WORK INSTRUCTIONS – The answer must be every line of the data that holds the word "assert".

═════ INPUT RECORDS ═════

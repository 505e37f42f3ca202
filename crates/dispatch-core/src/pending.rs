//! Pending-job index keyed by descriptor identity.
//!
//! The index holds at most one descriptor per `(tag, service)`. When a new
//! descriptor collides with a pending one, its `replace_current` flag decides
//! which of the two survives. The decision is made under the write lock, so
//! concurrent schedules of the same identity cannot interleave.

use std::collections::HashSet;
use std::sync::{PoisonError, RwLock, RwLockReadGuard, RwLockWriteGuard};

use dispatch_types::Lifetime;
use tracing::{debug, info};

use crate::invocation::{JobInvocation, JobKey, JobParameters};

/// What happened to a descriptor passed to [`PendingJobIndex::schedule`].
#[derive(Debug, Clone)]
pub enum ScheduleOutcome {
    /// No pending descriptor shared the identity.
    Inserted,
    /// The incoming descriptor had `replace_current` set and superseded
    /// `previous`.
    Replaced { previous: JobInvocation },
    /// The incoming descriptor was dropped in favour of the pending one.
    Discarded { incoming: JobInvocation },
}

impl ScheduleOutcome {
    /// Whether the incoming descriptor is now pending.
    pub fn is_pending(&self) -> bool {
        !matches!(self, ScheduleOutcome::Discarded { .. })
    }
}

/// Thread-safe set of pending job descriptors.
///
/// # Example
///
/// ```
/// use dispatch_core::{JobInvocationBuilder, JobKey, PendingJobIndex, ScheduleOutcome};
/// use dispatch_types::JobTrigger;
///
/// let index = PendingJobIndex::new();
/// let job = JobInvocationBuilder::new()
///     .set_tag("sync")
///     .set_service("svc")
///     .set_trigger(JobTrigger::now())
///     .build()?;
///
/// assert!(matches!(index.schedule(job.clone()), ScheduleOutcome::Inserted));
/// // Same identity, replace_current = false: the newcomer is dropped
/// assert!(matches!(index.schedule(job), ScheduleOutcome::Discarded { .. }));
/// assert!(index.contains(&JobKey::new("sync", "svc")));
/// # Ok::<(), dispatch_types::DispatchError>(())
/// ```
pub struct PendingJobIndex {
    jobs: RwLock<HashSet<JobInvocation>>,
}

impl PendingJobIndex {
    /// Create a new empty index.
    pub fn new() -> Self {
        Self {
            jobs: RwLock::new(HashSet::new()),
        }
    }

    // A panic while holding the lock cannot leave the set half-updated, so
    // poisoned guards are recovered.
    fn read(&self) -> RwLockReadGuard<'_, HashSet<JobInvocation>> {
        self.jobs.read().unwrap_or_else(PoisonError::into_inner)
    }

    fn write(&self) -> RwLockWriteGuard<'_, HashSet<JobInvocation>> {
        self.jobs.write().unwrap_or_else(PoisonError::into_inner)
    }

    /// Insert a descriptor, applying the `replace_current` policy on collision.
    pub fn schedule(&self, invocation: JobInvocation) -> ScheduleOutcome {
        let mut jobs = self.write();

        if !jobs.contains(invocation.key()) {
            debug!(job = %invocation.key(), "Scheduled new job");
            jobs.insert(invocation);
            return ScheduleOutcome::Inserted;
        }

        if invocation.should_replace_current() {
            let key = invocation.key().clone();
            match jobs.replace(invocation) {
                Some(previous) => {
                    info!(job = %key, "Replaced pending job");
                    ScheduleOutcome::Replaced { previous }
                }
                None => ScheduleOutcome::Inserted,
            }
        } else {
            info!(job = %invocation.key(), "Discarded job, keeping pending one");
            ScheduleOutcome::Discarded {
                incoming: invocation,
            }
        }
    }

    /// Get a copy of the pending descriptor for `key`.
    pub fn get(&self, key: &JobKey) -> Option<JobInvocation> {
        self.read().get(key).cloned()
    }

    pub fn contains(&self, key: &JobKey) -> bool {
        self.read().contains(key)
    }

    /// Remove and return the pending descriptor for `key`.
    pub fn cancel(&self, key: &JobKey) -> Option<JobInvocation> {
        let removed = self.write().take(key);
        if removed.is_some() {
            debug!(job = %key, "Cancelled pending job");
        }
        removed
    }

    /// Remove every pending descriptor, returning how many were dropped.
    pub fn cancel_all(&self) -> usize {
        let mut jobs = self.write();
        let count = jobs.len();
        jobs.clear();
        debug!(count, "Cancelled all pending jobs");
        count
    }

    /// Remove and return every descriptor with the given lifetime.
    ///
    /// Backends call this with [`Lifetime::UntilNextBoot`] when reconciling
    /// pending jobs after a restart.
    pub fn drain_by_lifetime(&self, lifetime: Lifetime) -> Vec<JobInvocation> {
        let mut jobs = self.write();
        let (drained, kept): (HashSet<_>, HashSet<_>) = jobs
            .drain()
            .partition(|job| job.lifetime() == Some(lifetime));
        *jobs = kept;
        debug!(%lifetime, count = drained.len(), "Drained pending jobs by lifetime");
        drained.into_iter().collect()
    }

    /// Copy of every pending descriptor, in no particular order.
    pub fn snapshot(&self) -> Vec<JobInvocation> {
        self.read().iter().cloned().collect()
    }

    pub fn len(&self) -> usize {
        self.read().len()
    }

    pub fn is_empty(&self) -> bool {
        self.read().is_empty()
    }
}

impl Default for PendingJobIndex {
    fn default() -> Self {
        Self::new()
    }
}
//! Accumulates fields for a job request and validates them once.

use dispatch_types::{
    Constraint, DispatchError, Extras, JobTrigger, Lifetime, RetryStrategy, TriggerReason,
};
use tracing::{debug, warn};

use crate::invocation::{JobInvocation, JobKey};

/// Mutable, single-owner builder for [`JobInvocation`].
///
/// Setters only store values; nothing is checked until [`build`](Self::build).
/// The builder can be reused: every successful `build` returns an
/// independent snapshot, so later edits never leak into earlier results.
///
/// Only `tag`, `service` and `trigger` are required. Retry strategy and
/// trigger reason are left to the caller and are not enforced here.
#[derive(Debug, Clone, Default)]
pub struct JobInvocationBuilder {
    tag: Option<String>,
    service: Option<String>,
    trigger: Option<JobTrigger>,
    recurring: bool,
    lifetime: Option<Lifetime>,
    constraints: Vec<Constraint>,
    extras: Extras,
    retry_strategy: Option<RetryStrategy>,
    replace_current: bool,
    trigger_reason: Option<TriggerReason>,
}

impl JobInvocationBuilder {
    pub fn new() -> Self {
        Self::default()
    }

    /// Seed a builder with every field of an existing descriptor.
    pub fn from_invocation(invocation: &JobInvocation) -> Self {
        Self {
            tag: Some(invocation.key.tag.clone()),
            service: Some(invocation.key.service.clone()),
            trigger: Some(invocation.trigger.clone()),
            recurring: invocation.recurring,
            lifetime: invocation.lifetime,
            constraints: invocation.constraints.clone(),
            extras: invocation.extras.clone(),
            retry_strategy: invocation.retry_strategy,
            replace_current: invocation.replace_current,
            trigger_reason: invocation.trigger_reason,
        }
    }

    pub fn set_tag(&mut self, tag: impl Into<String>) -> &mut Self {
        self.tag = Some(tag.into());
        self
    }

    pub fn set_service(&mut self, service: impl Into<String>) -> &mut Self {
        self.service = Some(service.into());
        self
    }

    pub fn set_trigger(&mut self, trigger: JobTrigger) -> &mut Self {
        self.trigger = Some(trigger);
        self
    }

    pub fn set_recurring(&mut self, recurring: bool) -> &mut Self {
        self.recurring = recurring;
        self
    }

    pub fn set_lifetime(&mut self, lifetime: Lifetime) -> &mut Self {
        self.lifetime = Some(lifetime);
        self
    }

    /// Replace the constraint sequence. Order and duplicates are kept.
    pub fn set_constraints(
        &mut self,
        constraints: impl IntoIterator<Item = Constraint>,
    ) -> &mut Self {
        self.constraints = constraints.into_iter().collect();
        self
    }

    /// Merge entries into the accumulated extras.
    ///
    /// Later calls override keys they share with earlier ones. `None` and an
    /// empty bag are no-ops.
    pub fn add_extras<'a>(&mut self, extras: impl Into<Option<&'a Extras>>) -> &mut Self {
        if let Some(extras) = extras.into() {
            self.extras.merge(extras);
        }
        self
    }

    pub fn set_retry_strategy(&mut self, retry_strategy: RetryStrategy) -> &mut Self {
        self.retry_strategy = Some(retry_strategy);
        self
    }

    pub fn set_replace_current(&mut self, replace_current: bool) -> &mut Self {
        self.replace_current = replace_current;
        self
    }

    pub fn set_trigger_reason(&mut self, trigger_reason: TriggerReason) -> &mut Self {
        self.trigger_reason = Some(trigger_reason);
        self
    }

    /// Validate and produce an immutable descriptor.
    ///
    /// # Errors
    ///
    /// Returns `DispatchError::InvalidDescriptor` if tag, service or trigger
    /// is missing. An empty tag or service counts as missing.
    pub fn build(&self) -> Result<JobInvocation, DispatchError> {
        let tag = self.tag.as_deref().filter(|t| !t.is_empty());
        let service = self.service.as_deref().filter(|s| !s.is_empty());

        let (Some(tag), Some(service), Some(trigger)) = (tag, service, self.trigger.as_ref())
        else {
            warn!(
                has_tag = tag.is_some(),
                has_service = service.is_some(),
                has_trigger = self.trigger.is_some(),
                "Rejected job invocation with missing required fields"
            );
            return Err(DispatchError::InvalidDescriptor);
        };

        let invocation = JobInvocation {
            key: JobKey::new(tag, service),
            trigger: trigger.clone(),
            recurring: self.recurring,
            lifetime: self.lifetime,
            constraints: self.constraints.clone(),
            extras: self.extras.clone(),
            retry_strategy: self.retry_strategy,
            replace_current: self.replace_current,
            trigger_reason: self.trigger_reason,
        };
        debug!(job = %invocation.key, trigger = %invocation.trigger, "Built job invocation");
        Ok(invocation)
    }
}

═════

TASK OUTPUT –
/// assert!(matches!(index.schedule(job.clone()), ScheduleOutcome::Inserted));
/// assert!(matches!(index.schedule(job), ScheduleOutcome::Discarded { .. }));
/// assert!(index.contains(&JobKey::new("sync", "svc")));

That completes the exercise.